--- What the task requires ---
Between the line containing "the prompt back." and the line containing "let text = match" lies a run of lines; give that run again exactly, with both of those lines, and nothing else from the entries below.

*** Records for this task Section Begins ***

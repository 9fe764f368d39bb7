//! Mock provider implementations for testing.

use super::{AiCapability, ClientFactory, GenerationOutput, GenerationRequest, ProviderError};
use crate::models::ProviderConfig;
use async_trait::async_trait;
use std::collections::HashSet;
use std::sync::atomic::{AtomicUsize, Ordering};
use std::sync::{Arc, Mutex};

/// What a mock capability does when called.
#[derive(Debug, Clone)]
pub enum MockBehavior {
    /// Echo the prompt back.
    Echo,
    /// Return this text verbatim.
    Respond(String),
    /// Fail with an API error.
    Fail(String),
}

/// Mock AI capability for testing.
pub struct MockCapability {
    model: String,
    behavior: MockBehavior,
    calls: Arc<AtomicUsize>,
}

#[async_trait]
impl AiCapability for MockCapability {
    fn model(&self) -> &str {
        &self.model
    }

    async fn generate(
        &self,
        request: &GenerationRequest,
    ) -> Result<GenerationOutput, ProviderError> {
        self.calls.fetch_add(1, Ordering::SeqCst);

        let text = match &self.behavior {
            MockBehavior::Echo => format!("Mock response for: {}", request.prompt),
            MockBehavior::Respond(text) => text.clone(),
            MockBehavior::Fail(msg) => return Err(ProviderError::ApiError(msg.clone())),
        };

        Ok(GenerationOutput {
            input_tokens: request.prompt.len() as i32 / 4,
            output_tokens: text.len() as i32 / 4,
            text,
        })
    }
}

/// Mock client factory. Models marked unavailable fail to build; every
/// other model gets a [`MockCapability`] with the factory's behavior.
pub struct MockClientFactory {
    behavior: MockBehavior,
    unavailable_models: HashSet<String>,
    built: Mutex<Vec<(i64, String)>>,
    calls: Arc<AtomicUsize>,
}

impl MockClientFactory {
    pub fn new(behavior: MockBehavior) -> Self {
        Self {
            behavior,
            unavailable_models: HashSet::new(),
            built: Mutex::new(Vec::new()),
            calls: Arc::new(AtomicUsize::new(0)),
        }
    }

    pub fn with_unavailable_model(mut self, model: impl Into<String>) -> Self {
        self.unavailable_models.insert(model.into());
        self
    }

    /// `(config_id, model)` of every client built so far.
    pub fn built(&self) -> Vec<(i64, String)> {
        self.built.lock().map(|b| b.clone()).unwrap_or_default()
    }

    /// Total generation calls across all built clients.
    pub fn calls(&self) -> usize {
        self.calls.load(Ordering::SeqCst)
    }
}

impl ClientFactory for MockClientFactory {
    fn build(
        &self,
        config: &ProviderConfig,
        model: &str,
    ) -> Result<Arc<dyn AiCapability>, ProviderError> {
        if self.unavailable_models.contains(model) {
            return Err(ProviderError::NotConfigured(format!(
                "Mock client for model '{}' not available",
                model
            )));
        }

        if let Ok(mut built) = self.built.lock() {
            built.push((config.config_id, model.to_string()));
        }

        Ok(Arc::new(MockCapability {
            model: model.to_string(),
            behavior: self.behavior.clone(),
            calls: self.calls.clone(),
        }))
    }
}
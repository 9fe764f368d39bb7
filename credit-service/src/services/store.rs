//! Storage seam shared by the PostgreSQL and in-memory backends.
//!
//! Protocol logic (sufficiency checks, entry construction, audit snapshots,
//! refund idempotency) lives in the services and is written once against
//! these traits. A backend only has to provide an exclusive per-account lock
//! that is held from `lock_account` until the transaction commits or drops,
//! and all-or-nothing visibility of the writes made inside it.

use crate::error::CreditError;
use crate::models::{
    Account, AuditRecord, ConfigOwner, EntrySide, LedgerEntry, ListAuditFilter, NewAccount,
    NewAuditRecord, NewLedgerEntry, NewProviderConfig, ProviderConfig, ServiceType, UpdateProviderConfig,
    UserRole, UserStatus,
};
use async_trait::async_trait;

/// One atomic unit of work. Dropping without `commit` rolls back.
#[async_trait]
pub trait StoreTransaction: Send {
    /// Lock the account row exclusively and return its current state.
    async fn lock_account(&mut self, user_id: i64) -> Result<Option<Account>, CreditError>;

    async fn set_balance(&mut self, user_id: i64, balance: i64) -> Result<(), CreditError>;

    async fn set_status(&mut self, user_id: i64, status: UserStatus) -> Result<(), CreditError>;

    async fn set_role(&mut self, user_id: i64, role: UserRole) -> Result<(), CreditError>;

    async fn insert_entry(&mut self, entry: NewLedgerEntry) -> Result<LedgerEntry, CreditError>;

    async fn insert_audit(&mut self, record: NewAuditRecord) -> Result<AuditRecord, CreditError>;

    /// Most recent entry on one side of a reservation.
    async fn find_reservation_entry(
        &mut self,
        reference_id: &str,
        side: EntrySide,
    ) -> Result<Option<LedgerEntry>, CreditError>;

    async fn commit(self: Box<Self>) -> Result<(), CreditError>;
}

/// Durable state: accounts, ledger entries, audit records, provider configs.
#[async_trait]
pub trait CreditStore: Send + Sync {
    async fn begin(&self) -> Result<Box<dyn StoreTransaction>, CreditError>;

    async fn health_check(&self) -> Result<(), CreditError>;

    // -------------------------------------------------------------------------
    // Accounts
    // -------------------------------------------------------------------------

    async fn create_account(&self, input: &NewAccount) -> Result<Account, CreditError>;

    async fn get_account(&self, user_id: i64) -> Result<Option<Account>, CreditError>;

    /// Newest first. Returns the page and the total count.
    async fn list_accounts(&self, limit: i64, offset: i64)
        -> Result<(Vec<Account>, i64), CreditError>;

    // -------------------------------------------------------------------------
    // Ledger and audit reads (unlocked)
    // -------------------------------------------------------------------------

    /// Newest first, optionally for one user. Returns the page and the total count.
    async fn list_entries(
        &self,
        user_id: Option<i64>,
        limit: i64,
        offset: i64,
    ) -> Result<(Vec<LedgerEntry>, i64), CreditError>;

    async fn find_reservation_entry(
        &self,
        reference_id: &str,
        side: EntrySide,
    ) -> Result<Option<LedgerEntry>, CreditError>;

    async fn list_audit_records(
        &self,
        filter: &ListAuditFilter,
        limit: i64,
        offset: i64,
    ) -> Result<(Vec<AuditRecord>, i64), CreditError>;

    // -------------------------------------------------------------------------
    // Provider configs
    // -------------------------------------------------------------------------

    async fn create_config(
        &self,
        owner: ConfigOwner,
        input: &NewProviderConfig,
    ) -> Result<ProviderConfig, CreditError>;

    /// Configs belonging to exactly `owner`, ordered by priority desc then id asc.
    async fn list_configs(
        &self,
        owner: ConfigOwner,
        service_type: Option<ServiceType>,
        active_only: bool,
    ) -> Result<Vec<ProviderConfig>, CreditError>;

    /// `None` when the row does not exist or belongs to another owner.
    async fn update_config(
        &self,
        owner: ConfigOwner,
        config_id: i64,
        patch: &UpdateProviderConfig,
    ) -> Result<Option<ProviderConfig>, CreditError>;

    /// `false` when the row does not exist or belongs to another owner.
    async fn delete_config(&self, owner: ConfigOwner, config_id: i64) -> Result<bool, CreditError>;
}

*** Records for this task Section Ends ***
*** Records for this task Section Begins ***

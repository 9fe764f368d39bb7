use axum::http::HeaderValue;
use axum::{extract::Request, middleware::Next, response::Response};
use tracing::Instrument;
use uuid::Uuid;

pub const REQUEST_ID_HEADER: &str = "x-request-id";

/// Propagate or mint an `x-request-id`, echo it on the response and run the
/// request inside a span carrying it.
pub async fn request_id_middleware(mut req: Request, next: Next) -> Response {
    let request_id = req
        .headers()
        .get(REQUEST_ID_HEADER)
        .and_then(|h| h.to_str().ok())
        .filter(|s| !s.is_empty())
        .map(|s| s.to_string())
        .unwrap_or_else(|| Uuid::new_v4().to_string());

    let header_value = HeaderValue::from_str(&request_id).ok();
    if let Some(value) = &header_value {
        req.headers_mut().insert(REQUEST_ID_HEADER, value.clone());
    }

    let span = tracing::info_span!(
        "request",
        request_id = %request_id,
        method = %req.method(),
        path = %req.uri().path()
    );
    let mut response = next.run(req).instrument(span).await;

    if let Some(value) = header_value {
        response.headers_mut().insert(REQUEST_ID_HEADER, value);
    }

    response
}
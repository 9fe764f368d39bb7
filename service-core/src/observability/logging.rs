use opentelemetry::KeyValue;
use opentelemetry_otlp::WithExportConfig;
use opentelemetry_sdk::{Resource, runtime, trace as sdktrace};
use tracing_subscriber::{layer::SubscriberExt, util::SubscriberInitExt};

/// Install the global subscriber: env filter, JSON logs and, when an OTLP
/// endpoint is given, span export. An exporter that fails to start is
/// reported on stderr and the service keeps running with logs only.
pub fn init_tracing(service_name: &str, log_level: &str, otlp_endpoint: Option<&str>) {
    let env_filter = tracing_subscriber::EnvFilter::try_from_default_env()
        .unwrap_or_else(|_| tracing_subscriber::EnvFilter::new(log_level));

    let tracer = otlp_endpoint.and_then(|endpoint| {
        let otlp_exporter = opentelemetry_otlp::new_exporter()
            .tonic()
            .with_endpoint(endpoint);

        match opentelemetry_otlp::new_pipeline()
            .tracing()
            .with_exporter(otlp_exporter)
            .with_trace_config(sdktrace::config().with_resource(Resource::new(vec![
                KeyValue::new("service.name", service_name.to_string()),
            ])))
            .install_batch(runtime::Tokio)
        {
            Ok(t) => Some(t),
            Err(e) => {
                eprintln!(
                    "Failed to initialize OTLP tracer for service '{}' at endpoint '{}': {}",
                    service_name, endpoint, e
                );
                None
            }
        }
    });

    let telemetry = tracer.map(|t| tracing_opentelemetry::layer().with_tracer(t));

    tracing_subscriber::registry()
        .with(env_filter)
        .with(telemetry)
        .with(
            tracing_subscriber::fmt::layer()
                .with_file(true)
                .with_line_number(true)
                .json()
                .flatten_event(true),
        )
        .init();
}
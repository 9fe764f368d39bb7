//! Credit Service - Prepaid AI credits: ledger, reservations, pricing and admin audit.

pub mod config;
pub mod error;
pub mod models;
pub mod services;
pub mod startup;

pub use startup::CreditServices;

*** Records for this task Section Ends ***
*** Records for this task Section Begins ***

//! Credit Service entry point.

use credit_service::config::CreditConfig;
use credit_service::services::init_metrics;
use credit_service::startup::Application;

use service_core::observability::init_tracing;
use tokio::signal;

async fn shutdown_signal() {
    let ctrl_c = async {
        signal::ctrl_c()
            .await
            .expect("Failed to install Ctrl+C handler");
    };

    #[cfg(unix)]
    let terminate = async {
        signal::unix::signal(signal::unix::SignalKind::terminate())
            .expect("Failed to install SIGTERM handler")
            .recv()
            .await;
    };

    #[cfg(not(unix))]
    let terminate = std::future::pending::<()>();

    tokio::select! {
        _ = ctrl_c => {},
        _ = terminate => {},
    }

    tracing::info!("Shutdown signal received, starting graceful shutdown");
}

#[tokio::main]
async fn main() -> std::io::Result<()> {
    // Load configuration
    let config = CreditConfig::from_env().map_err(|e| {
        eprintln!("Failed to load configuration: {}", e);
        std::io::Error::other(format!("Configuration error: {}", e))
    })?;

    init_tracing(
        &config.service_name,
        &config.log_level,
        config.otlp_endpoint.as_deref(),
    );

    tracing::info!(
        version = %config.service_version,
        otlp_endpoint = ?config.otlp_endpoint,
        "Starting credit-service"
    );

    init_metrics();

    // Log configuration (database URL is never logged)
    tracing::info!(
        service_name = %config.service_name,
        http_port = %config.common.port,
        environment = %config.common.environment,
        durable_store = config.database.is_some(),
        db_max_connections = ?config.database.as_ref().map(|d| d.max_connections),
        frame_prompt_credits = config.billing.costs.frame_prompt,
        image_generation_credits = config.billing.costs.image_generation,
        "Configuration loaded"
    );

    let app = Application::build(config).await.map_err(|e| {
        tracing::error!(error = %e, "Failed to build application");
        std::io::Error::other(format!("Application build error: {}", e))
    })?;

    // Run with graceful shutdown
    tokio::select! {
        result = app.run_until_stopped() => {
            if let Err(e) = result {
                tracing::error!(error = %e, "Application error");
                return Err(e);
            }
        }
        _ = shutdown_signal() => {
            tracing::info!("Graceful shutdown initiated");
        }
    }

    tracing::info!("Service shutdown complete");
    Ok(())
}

*** Records for this task Section Ends ***

--- The completed task ---
    /// Echo the prompt back.
    Echo,
    /// Return this text verbatim.
    Respond(String),
    /// Fail with an API error.
    Fail(String),
}

/// Mock AI capability for testing.
pub struct MockCapability {
    model: String,
    behavior: MockBehavior,
    calls: Arc<AtomicUsize>,
}

#[async_trait]
impl AiCapability for MockCapability {
    fn model(&self) -> &str {
        &self.model
    }

    async fn generate(
        &self,
        request: &GenerationRequest,
    ) -> Result<GenerationOutput, ProviderError> {
        self.calls.fetch_add(1, Ordering::SeqCst);

        let text = match &self.behavior {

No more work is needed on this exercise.